If mapping organizational voice is a first step, the next is kick-starting the creative process through extensive research into not just the current market, but what organizations have done before you and how you want to set yourselves apart. Entering the creative execution phase with an informed strategy and understanding of vision allows synergy across cross-functional teams and will help bring work to life rather than continuously working to nail down creative strategy.

Finding the Right Talent with the Right Perspective

A large piece of creative execution is onboarding the right talent with the right perspective for the project. While this of course means having the necessary tangible skills to execute the project, this also means having the right point of view to tell the brand’s story. But what do you look for in talent to ensure they’re the right fit for the project?

“I would say honesty; someone who believes in themselves,” said Cranley. “Someone who doesn’t try to mimic someone else. Someone who is hardworking and open to collaboration and has a distinct point of view that they can bring to projects.”

This may culminate in an individual who has had experience working in similar projects, or this may be an individual who simply has an eye and perspective for telling a brand’s story even if they have not had experience doing it yet. 

Cranley recalls a project where she hired a photographer who specialized in abstract portraiture for a brand content project, identifying an opportunity to show a perspective that was unexpected but still, and truly, captured the organization’s voice.

Obtaining a comprehensive understanding of organizational voice and vision allows the opportunity to bring on the right talent to tell that brand story and be confident in taking an unanticipated avenue with creative direction.

Taking the Unexpected Route

Which leads to a final point of finding opportunities to take an unexpected route with creative deliverables. With the proper research and understanding of an organization’s vision, you have the freedom to experiment with creative execution to tell the story in a way that resonates and is impactful to the intended audience. 

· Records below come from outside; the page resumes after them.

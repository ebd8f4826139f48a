//! Filesystem change source for restart triggers.
//!
//! One [`notify`] watcher persists for the proxy's lifetime, surviving every
//! server restart. Watch errors are reported once and do not abort startup:
//! a proxy with zero active watchers is still a valid message relay. Raw
//! events are filtered down to [`ChangeEvent`]s on watched targets — noise
//! from unrelated siblings and from the proxy's own data directory never
//! reaches the restart controller.

use std::path::{Path, PathBuf};
use std::sync::mpsc::channel;
use std::time::Duration;

use notify::{Event, EventKind, RecommendedWatcher, RecursiveMode, Watcher};
use tokio::sync::mpsc;
use tokio_util::sync::CancellationToken;

/// What happened to a watched path.
#[derive(Debug, Clone, Copy, PartialEq, Eq)]
pub enum ChangeKind {
    Created,
    Modified,
    Removed,
}

/// A relevant filesystem change on a watched target.
#[derive(Debug, Clone)]
pub struct ChangeEvent {
    pub kind: ChangeKind,
    pub path: PathBuf,
}

/// A successfully registered watch target. Directory targets match any
/// descendant path; file targets match exactly.
#[derive(Debug, Clone)]
struct WatchTarget {
    path: PathBuf,
    recursive: bool,
}

/// Keeps the underlying watcher alive; dropping it stops event delivery.
pub struct WatchGuard {
    _watcher: RecommendedWatcher,
}

/// Start watching `targets`, delivering filtered events on `event_tx`.
///
/// Directories are watched recursively. Paths that cannot be watched are
/// logged once and skipped. Returns `None` when the watcher itself cannot
/// be created or no target could be registered; the proxy keeps running
/// either way.
pub fn spawn_watcher(
    targets: &[PathBuf],
    exclude: Option<&Path>,
    event_tx: mpsc::Sender<ChangeEvent>,
    cancel: CancellationToken,
) -> Option<WatchGuard> {
    if targets.is_empty() {
        return None;
    }

    let (raw_tx, raw_rx) = channel();
    let mut watcher: RecommendedWatcher =
        match notify::recommended_watcher(move |res: notify::Result<Event>| match res {
            Ok(event) => {
                let _ = raw_tx.send(event);
            }
            Err(e) => {
                tracing::error!("file watcher error: {e}");
            }
        }) {
            Ok(w) => w,
            Err(e) => {
                tracing::error!("failed to create file watcher: {e}");
                return None;
            }
        };

    let mut watched = Vec::new();
    for path in targets {
        let recursive = path.is_dir();
        let mode = if recursive {
            RecursiveMode::Recursive
        } else {
            RecursiveMode::NonRecursive
        };
        match watcher.watch(path, mode) {
            Ok(()) => watched.push(WatchTarget {
                path: path.clone(),
                recursive,
            }),
            Err(e) => tracing::warn!("cannot watch {}: {e}", path.display()),
        }
    }
    if watched.is_empty() {
        tracing::warn!("no watch targets could be registered; running as a plain relay");
        return None;
    }
    tracing::info!(
        "watching {} path(s) for changes",
        watched.len()
    );

    let exclude = exclude.map(Path::to_path_buf);
    tokio::task::spawn_blocking(move || {
        loop {
            if cancel.is_cancelled() {
                break;
            }
            // recv_timeout rather than recv so cancellation is noticed.
            match raw_rx.recv_timeout(Duration::from_millis(100)) {
                Ok(event) => {
                    for change in map_event(&watched, exclude.as_deref(), event) {
                        if event_tx.blocking_send(change).is_err() {
                            return;
                        }
                    }
                }
                Err(std::sync::mpsc::RecvTimeoutError::Timeout) => continue,
                Err(std::sync::mpsc::RecvTimeoutError::Disconnected) => break,
            }
        }
    });

    Some(WatchGuard { _watcher: watcher })
}

/// Translate a raw notify event into zero or more [`ChangeEvent`]s on
/// watched targets.
fn map_event(targets: &[WatchTarget], exclude: Option<&Path>, event: Event) -> Vec<ChangeEvent> {
    let kind = match event.kind {
        EventKind::Create(_) => ChangeKind::Created,
        EventKind::Modify(_) => ChangeKind::Modified,
        EventKind::Remove(_) => ChangeKind::Removed,
        _ => return Vec::new(),
    };

    event
        .paths
        .into_iter()
        .filter(|path| is_relevant(targets, exclude, path))
        .map(|path| ChangeEvent { kind, path })
        .collect()
}

fn is_relevant(targets: &[WatchTarget], exclude: Option<&Path>, path: &Path) -> bool {
    if let Some(excluded) = exclude {
        if path.starts_with(excluded) {
            return false;
        }
    }
    targets.iter().any(|target| {
        if target.recursive {
            path.starts_with(&target.path)
        } else {
            path == target.path.as_path()
        }
    })
}

#[cfg(test)]
mod tests {
    use super::*;
    use notify::event::{CreateKind, DataChange, MetadataKind, ModifyKind, RemoveKind};

    fn targets() -> Vec<WatchTarget> {
        vec![
            WatchTarget {
                path: PathBuf::from("/w/src"),
                recursive: true,
            },
            WatchTarget {
                path: PathBuf::from("/w/server.js"),
                recursive: false,
            },
        ]
    }

    fn event(kind: EventKind, paths: &[&str]) -> Event {
        Event {
            kind,
            paths: paths.iter().map(PathBuf::from).collect(),
            attrs: Default::default(),
        }
    }

    #[test]
    fn modify_under_directory_target_is_relevant() {
        let ev = event(
            EventKind::Modify(ModifyKind::Data(DataChange::Any)),
            &["/w/src/lib/util.js"],
        );
        let changes = map_event(&targets(), None, ev);
        assert_eq!(changes.len(), 1);
        assert_eq!(changes[0].kind, ChangeKind::Modified);
        assert_eq!(changes[0].path, PathBuf::from("/w/src/lib/util.js"));
    }

    #[test]
    fn exact_file_target_matches_only_itself() {
        let hit = event(
            EventKind::Create(CreateKind::File),
            &["/w/server.js"],
        );
        assert_eq!(map_event(&targets(), None, hit).len(), 1);

        let sibling = event(
            EventKind::Create(CreateKind::File),
            &["/w/server.js.swp"],
        );
        assert!(map_event(&targets(), None, sibling).is_empty());
    }

    #[test]
    fn remove_maps_to_removed() {
        let ev = event(EventKind::Remove(RemoveKind::File), &["/w/src/a.js"]);
        let changes = map_event(&targets(), None, ev);
        assert_eq!(changes[0].kind, ChangeKind::Removed);
    }

    #[test]
    fn access_events_are_ignored() {
        let ev = event(EventKind::Access(notify::event::AccessKind::Any), &["/w/src/a.js"]);
        assert!(map_event(&targets(), None, ev).is_empty());
    }

    #[test]
    fn data_dir_is_excluded() {
        let ev = event(
            EventKind::Modify(ModifyKind::Metadata(MetadataKind::Any)),
            &["/w/src/.mcpmon/state.json"],
        );
        let exclude = PathBuf::from("/w/src/.mcpmon");
        assert!(map_event(&targets(), Some(&exclude), ev).is_empty());
    }

    #[test]
    fn multiple_paths_fan_out() {
        let ev = event(
            EventKind::Create(CreateKind::File),
            &["/w/src/a.js", "/w/src/b.js", "/elsewhere/c.js"],
        );
        let changes = map_event(&targets(), None, ev);
        assert_eq!(changes.len(), 2);
    }

    #[test]
    fn nonexistent_targets_yield_no_watcher() {
        let (tx, _rx) = mpsc::channel(4);
        let guard = spawn_watcher(
            &[PathBuf::from("/definitely/not/a/real/path/4f2c")],
            None,
            tx,
            CancellationToken::new(),
        );
        assert!(guard.is_none());
    }

    #[tokio::test(flavor = "multi_thread", worker_threads = 2)]
    async fn real_file_changes_reach_the_channel() {
        let dir = tempfile::tempdir().unwrap();
        let root = dir.path().canonicalize().unwrap();
        let (tx, mut rx) = mpsc::channel(16);
        let cancel = CancellationToken::new();

        let guard = spawn_watcher(&[root.clone()], None, tx, cancel.clone());
        let _guard = match guard {
            Some(g) => g,
            None => return, // platform without a usable watcher backend
        };
        // Give the backend a moment to register the watch.
        tokio::time::sleep(Duration::from_millis(250)).await;

        std::fs::write(root.join("server.js"), b"console.log('hi')").unwrap();

        let event = tokio::time::timeout(Duration::from_secs(5), rx.recv())
            .await
            .expect("no change event arrived")
            .expect("watcher channel closed");
        assert!(event.path.starts_with(&root));
        cancel.cancel();
    }
}
//! Session labels for containerized servers.
//!
//! When the configured command is a container runtime `run` invocation, the
//! proxy tags the container with its session identity so an external cleanup
//! utility can find containers whose owning proxy has died. The transform is
//! purely on the argument vector; nothing else about the command changes.

use std::path::Path;

/// Container runtimes whose `run` subcommand accepts `--label`.
const CONTAINER_RUNTIMES: [&str; 3] = ["docker", "podman", "nerdctl"];

/// Inject `--label mcpmon.*` pairs into a container `run` invocation.
///
/// The labels land directly after `run`, before any flag that could consume
/// a positional argument. Commands that are not a container runtime, or
/// runtime invocations whose first argument is not `run`, are returned
/// unchanged.
pub fn inject_session_labels(
    command: &str,
    args: &[String],
    session_id: &str,
    proxy_pid: u32,
    started_ms: i64,
) -> Vec<String> {
    if !is_container_run(command, args) {
        return args.to_vec();
    }

    let labels = [
        ("managed", "true".to_string()),
        ("session", session_id.to_string()),
        ("pid", proxy_pid.to_string()),
        ("started", started_ms.to_string()),
    ];

    let mut out = Vec::with_capacity(args.len() + labels.len() * 2);
    out.push(args[0].clone());
    for (key, value) in labels {
        out.push("--label".to_string());
        out.push(format!("mcpmon.{key}={value}"));
    }
    out.extend(args[1..].iter().cloned());
    out
}

fn is_container_run(command: &str, args: &[String]) -> bool {
    let name = Path::new(command)
        .file_name()
        .and_then(|n| n.to_str())
        .unwrap_or(command);
    let name = name.strip_suffix(".exe").unwrap_or(name);
    CONTAINER_RUNTIMES.contains(&name) && args.first().map(String::as_str) == Some("run")
}

#[cfg(test)]
mod tests {
    use super::*;

    fn args(list: &[&str]) -> Vec<String> {
        list.iter().map(|s| s.to_string()).collect()
    }

    #[test]
    fn docker_run_gets_labels_after_run() {
        let out = inject_session_labels(
            "docker",
            &args(&["run", "-d", "my-mcp-server:latest"]),
            "mcpmon-1710000000000",
            4242,
            1710000000000,
        );
        assert_eq!(
            out,
            args(&[
                "run",
                "--label",
                "mcpmon.managed=true",
                "--label",
                "mcpmon.session=mcpmon-1710000000000",
                "--label",
                "mcpmon.pid=4242",
                "--label",
                "mcpmon.started=1710000000000",
                "-d",
                "my-mcp-server:latest",
            ])
        );
    }

    #[test]
    fn podman_and_full_paths_are_recognized() {
        let out = inject_session_labels(
            "/usr/local/bin/podman",
            &args(&["run", "img"]),
            "mcpmon-1",
            1,
            2,
        );
        assert_eq!(out[1], "--label");
        assert_eq!(out[2], "mcpmon.managed=true");
    }

    #[test]
    fn non_runtime_command_is_untouched() {
        let original = args(&["server.js"]);
        let out = inject_session_labels("node", &original, "mcpmon-1", 1, 2);
        assert_eq!(out, original);
    }

    #[test]
    fn runtime_without_run_is_untouched() {
        let original = args(&["ps", "-a"]);
        let out = inject_session_labels("docker", &original, "mcpmon-1", 1, 2);
        assert_eq!(out, original);
    }

    #[test]
    fn empty_args_are_untouched() {
        let out = inject_session_labels("docker", &[], "mcpmon-1", 1, 2);
        assert!(out.is_empty());
    }
}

“It’s important to level up and challenge yourself and do something that you didn’t think about,” said Cranley. “What’s a position that is different? Is there something we haven’t seen? A strategy? A photographer?” 

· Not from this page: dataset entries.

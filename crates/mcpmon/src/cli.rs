//! CLI argument types for the mcpmon launcher.
//!
//! The launcher's only job is to assemble a [`ProxyConfig`]; the engine
//! never reads flags or the environment itself.

use std::path::PathBuf;
use std::time::Duration;

use clap::Parser;

use crate::config::ProxyConfig;

/// Transparent hot-reload proxy for MCP servers on stdio
#[derive(Parser, Debug)]
#[command(name = "mcpmon", version, about)]
pub struct Cli {
    /// Paths to watch for changes (repeatable or comma-separated)
    #[arg(long, short = 'w', value_delimiter = ',')]
    pub watch: Vec<PathBuf>,

    /// Milliseconds of quiet after the last change before restarting
    #[arg(long)]
    pub debounce_ms: Option<u64>,

    /// Milliseconds a stopped server may linger before being force-killed
    #[arg(long)]
    pub kill_grace_ms: Option<u64>,

    /// Milliseconds allowed for a respawned server to become ready
    #[arg(long)]
    pub ready_delay_ms: Option<u64>,

    /// Proxy-owned data directory, excluded from watching
    #[arg(long)]
    pub data_dir: Option<PathBuf>,

    /// Raise proxy diagnostics on stderr to debug level
    #[arg(long, short)]
    pub verbose: bool,

    /// Server command followed by its arguments
    #[arg(required = true, trailing_var_arg = true, allow_hyphen_values = true)]
    pub command: Vec<String>,
}

impl Cli {
    /// Fold flags and `MCPMON_*` environment overrides into a [`ProxyConfig`].
    pub fn into_config(self) -> ProxyConfig {
        let mut parts = self.command.into_iter();
        let command = parts.next().unwrap_or_default();
        let mut config = ProxyConfig::new(command, parts.collect());
        config.watch_targets = self.watch;
        if let Some(ms) = self.debounce_ms {
            config.debounce = Duration::from_millis(ms);
        }
        if let Some(ms) = self.kill_grace_ms {
            config.kill_grace = Duration::from_millis(ms);
        }
        if let Some(ms) = self.ready_delay_ms {
            config.ready_delay = Duration::from_millis(ms);
        }
        config.data_dir = self.data_dir;
        config.apply_env_overrides();
        config
    }
}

“When I work [on projects] in healthcare, I don’t see it like others see the picture,” adds Cranley. “How do you modernize that point of view?”

Taking the road less traveled with creative allows opportunity to experiment with different perspectives and execution to deliver the same voice. 

With a true understanding of the organization you are portraying as well as the audience you are sharing your content to, the opportunities to share a brand’s voice in a unique and unforeseen way are endless. Uniting the creative process, talent, and execution in a strategic way catalyzes the chance to share an organization’s voice and perspective in new ways.